Pharmacies reduce women to their ‘child-bearing potential’ in states with abortion bansJuly 28, 2022
A CVS pharmacist in Tennessee refused to fill a prescription for methotrexate until one woman’s doctor called in to say it wasn’t for abortion. “By Tuesday morning, putting my pants on, my pain was like a 10,” Jennifer Crow told The New Republic’s Laura Weiss. The kicker is that Crow has had a hysterectomy, highlighting that pharmacists cannot look at a person and correctly assess her “child-bearing potential.”
”Even though my incident [was] resolved, I am not confident going forward that my methotrexate is secure,” Crow said, making her life with chronic illness that much more difficult.
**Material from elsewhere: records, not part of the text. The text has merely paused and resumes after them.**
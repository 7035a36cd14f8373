//! GraphQL matcher: operation type, operation name, top-level field
//!
//! The incoming query is parsed once per request; matchers compare the
//! extracted operation against their declared fields plus optional variable
//! predicates.

use super::MatchEval;
use crate::events::RequestSnapshot;
use crate::model::GraphQlMatcher;
use async_graphql::parser::types::{DocumentOperations, OperationType, Selection};
use serde::Deserialize;
use std::collections::HashMap;

/// The parsed shape of one incoming GraphQL request
#[derive(Debug, Clone, Default)]
pub struct GraphQlRequestInfo {
    pub operation_type: Option<String>,
    pub operation_name: Option<String>,
    /// Top-level selection fields
    pub fields: Vec<String>,
    pub variables: HashMap<String, serde_json::Value>,
}

#[derive(Debug, Deserialize)]
struct GraphQlHttpBody {
    query: String,
    #[serde(rename = "operationName")]
    operation_name: Option<String>,
    #[serde(default)]
    variables: Option<HashMap<String, serde_json::Value>>,
}

impl GraphQlRequestInfo {
    /// Parse the request body of a GraphQL-over-HTTP POST
    pub fn from_snapshot(snapshot: &RequestSnapshot) -> Option<Self> {
        let body: GraphQlHttpBody = serde_json::from_slice(snapshot.body.as_deref()?).ok()?;
        let doc = async_graphql::parser::parse_query(&body.query).ok()?;

        let mut info = Self {
            operation_name: body.operation_name.clone(),
            variables: body.variables.unwrap_or_default(),
            ..Default::default()
        };

        let operation = match &doc.operations {
            DocumentOperations::Single(op) => Some((None, op)),
            DocumentOperations::Multiple(ops) => {
                // Prefer the operation named by the request, else the first
                match &body.operation_name {
                    Some(name) => ops
                        .iter()
                        .find(|(n, _)| n.as_str() == name)
                        .map(|(n, op)| (Some(n.to_string()), op)),
                    None => ops.iter().next().map(|(n, op)| (Some(n.to_string()), op)),
                }
            }
        };

        if let Some((name, op)) = operation {
            if info.operation_name.is_none() {
                info.operation_name = name;
            }
            info.operation_type = Some(
                match op.node.ty {
                    OperationType::Query => "query",
                    OperationType::Mutation => "mutation",
                    OperationType::Subscription => "subscription",
                }
                .to_string(),
            );
            for item in &op.node.selection_set.node.items {
                if let Selection::Field(field) = &item.node {
                    info.fields.push(field.node.name.node.to_string());
                }
            }
        }
        Some(info)
    }
}

pub fn eval(matcher: &GraphQlMatcher, snapshot: &RequestSnapshot) -> MatchEval {
    let mut eval = MatchEval::default();
    let Some(info) = GraphQlRequestInfo::from_snapshot(snapshot) else {
        eval.fail("request body is not a parseable GraphQL query".to_string());
        return eval.finish();
    };

    if let Some(expected) = &matcher.operation_type {
        match info.operation_type.as_deref() {
            Some(actual) if actual == expected => eval.pass("operationType", 1),
            Some(actual) => eval.fail(format!(
                "operation type expected {expected}, got {actual}"
            )),
            None => eval.fail(format!("operation type expected {expected}, missing")),
        }
    }

    if let Some(expected) = &matcher.operation_name {
        match info.operation_name.as_deref() {
            Some(actual) if actual == expected => eval.pass("operationName", 2),
            Some(actual) => eval.fail(format!(
                "operation name expected {expected}, got {actual}"
            )),
            None => eval.fail(format!("operation name expected {expected}, missing")),
        }
    }

    if let Some(expected) = &matcher.field {
        if info.fields.iter().any(|f| f == expected) {
            eval.pass("field", 2);
        } else {
            eval.fail(format!(
                "field expected {expected}, got [{}]",
                info.fields.join(", ")
            ));
        }
    }

    for (name, expected) in &matcher.variables {
        match info.variables.get(name) {
            Some(actual) if actual == expected => {
                eval.pass(format!("variable {name}"), 1);
            }
            Some(actual) => eval.fail(format!(
                "variable {name} expected {expected}, got {actual}"
            )),
            None => eval.fail(format!("variable {name} expected {expected}, missing")),
        }
    }

    eval.finish()
}
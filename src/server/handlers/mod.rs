pub mod rides;
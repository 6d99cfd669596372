use serde::{Deserialize, Serialize};

#[derive(Clone, Debug, PartialEq, Eq, Serialize, Deserialize)]
#[serde(rename_all = "PascalCase")]
pub struct Unicorn {
    pub name: String,
    pub color: String,
    pub gender: String,
}

impl Unicorn {
    pub fn new(name: &str, color: &str, gender: &str) -> Self {
        Self {
            name: name.into(),
            color: color.into(),
            gender: gender.into(),
        }
    }
}
use serde_json::Value;

use crate::entities::Authorizer;
use crate::error::{malformed_claims_error, Error};

pub const USERNAME_CLAIM: &str = "cognito:username";

/// Reads the rider identity out of claims the gateway already verified.
#[tracing::instrument(skip(authorizer))]
pub fn rider_from_authorizer(authorizer: &Authorizer) -> Result<String, Error> {
    let claims = match &authorizer.claims {
        Some(Value::Object(claims)) => claims,
        other => {
            tracing::error!("unusable claims: {:?}", other);
            return Err(malformed_claims_error());
        }
    };

    match claims.get(USERNAME_CLAIM) {
        Some(Value::String(username)) => Ok(username.clone()),
        other => {
            tracing::error!("unusable {} claim: {:?}", USERNAME_CLAIM, other);
            Err(malformed_claims_error())
        }
    }
}

#[test]
fn username_claim_test() {
    let authorizer: Authorizer = serde_json::from_value(serde_json::json!({
        "claims": {"cognito:username": "alice", "email": "alice@example.com"}
    }))
    .unwrap();

    assert_eq!(rider_from_authorizer(&authorizer).unwrap(), "alice");
}

#[test]
fn missing_claims_test() {
    let authorizer = Authorizer::default();

    let err = rider_from_authorizer(&authorizer).unwrap_err();
    assert_eq!(err, malformed_claims_error());
}

#[test]
fn missing_username_test() {
    let authorizer: Authorizer = serde_json::from_value(serde_json::json!({
        "claims": {"email": "alice@example.com"}
    }))
    .unwrap();

    assert_eq!(rider_from_authorizer(&authorizer).unwrap_err().code, 7);
}

#[test]
fn non_string_username_test() {
    let authorizer: Authorizer = serde_json::from_value(serde_json::json!({
        "claims": {"cognito:username": 42}
    }))
    .unwrap();

    assert_eq!(rider_from_authorizer(&authorizer).unwrap_err().code, 7);
}

#[test]
fn non_object_claims_test() {
    for claims in [serde_json::json!("nope"), serde_json::json!(["alice"]), serde_json::json!(7)] {
        let authorizer: Authorizer =
            serde_json::from_value(serde_json::json!({ "claims": claims })).unwrap();

        assert_eq!(rider_from_authorizer(&authorizer).unwrap_err().code, 7);
    }
}
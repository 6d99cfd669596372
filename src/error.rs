use axum::extract::Json;
use axum::http::StatusCode;
use axum::response::{IntoResponse, Response};
use serde_json::json;
use std::env;
use std::fmt::{self, Debug};

#[derive(Debug, Clone, PartialEq)]
pub struct Error {
    pub code: i32,
    pub message: String,
}

impl Error {
    /// Faults in `1..=99` are internal and never shown to callers.
    pub fn is_internal(&self) -> bool {
        (1..=99).contains(&self.code)
    }
}

impl fmt::Display for Error {
    fn fmt(&self, f: &mut fmt::Formatter<'_>) -> fmt::Result {
        write!(f, "{} (code {})", self.message, self.code)
    }
}

impl std::error::Error for Error {}

impl From<env::VarError> for Error {
    fn from(err: env::VarError) -> Self {
        config_error(err)
    }
}

impl From<sqlx::Error> for Error {
    fn from(err: sqlx::Error) -> Self {
        database_error(err)
    }
}

impl From<reqwest::Error> for Error {
    fn from(err: reqwest::Error) -> Self {
        reqwest_error(err)
    }
}

impl IntoResponse for Error {
    fn into_response(self) -> Response {
        let (status, error_message) = match self.code {
            1..=99 => (StatusCode::INTERNAL_SERVER_ERROR, "Internal Server Error"),
            _ => (StatusCode::BAD_REQUEST, self.message.as_str()),
        };

        let body = Json(json!({
            "code": self.code,
            "error": error_message,
        }));

        (status, body).into_response()
    }
}

pub fn config_error<T: Debug>(err: T) -> Error {
    tracing::error!("configuration error: {:?}", err);

    Error {
        code: 1,
        message: "configuration error".into(),
    }
}

pub fn database_error<T: Debug>(err: T) -> Error {
    tracing::error!("database error: {:?}", err);

    Error {
        code: 2,
        message: "database error".into(),
    }
}

pub fn reqwest_error(err: reqwest::Error) -> Error {
    tracing::error!("reqwest error: {:?}", err);

    Error {
        code: 3,
        message: "reqwest error".into(),
    }
}

pub fn upstream_error() -> Error {
    Error {
        code: 4,
        message: "upstream error".into(),
    }
}

pub fn unexpected_error<T: Debug>(err: T) -> Error {
    tracing::error!("unexpected error: {:?}", err);

    Error {
        code: 5,
        message: "unexpected error".into(),
    }
}

pub fn malformed_event_error<T: Debug>(err: T) -> Error {
    tracing::error!("malformed event: {:?}", err);

    Error {
        code: 6,
        message: "malformed event".into(),
    }
}

pub fn malformed_claims_error() -> Error {
    Error {
        code: 7,
        message: "malformed authorizer claims".into(),
    }
}

pub fn malformed_body_error<T: Debug>(err: T) -> Error {
    tracing::error!("malformed body: {:?}", err);

    Error {
        code: 8,
        message: "malformed body".into(),
    }
}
A Texas woman who spoke to Weiss won’t be fighting with pharmacists to get her methotrexate, because her doctor changed her treatment for Crohn’s—increasing her risks from COVID-19 and other infectious diseases by increasing her dosage of immunosuppressive drugs.
An Arizona Walgreens employee told Weiss, “[I] just think it’s ridiculous that pharmacists have to jump through all these hoops to treat their patients. I understand pharmacists sometimes have to deny medications/clarify with doctors due to drug interactions or incorrect dosing, but this just feels invasive. Especially since it’s only for women. Men with autoimmune diseases who take these medications won’t have to deal with the same issues.”
The Biden administration warned recently that “pharmacies are prohibited from discriminating on the basis of race, color, national origin, sex, age, and disability in their programs and activities under a range of federal civil rights laws,” highlighting misoprostol and methotrexate in its examples of what that might look like. But the warning was without teeth, because the document explicitly said it would not and could not be enforced.
Proponents of these abortion bans will claim that there’s nothing in the law to prevent a pharmacist from filling a prescription for cancer or rheumatoid arthritis treatments. But that’s not actually true. The laws are so broad and so scary that of course pharmacists—and doctors—will hesitate to give care that could open them up to legal penalties.
”When you write laws that are overly-broad, institute a harsh enforcement mechanism, enforce those laws inconsistently, and empower a vast network of civilian snitches and spies, you create a climate of paranoia and fear,” Jill Filipovic writes. “You don’t need consistent enforcement, because people police themselves—and because the law is vague and the stakes so high, they over-police.”
Banning abortion was intended to force people to carry unwanted pregnancies to term—at whatever cost to life, health, or financial stability. That’s bad enough. Now Republicans compound that by showing that they are comfortable in making people—women and anyone else of “child-bearing potential,” specifically—suffer when their needed medications are blocked. Or when their wanted pregnancy turns into a complicated miscarriage. Or when they have ectopic pregnancy. The more different impacts of abortion bans we see, the more clearly we can see how little Republicans care for human life.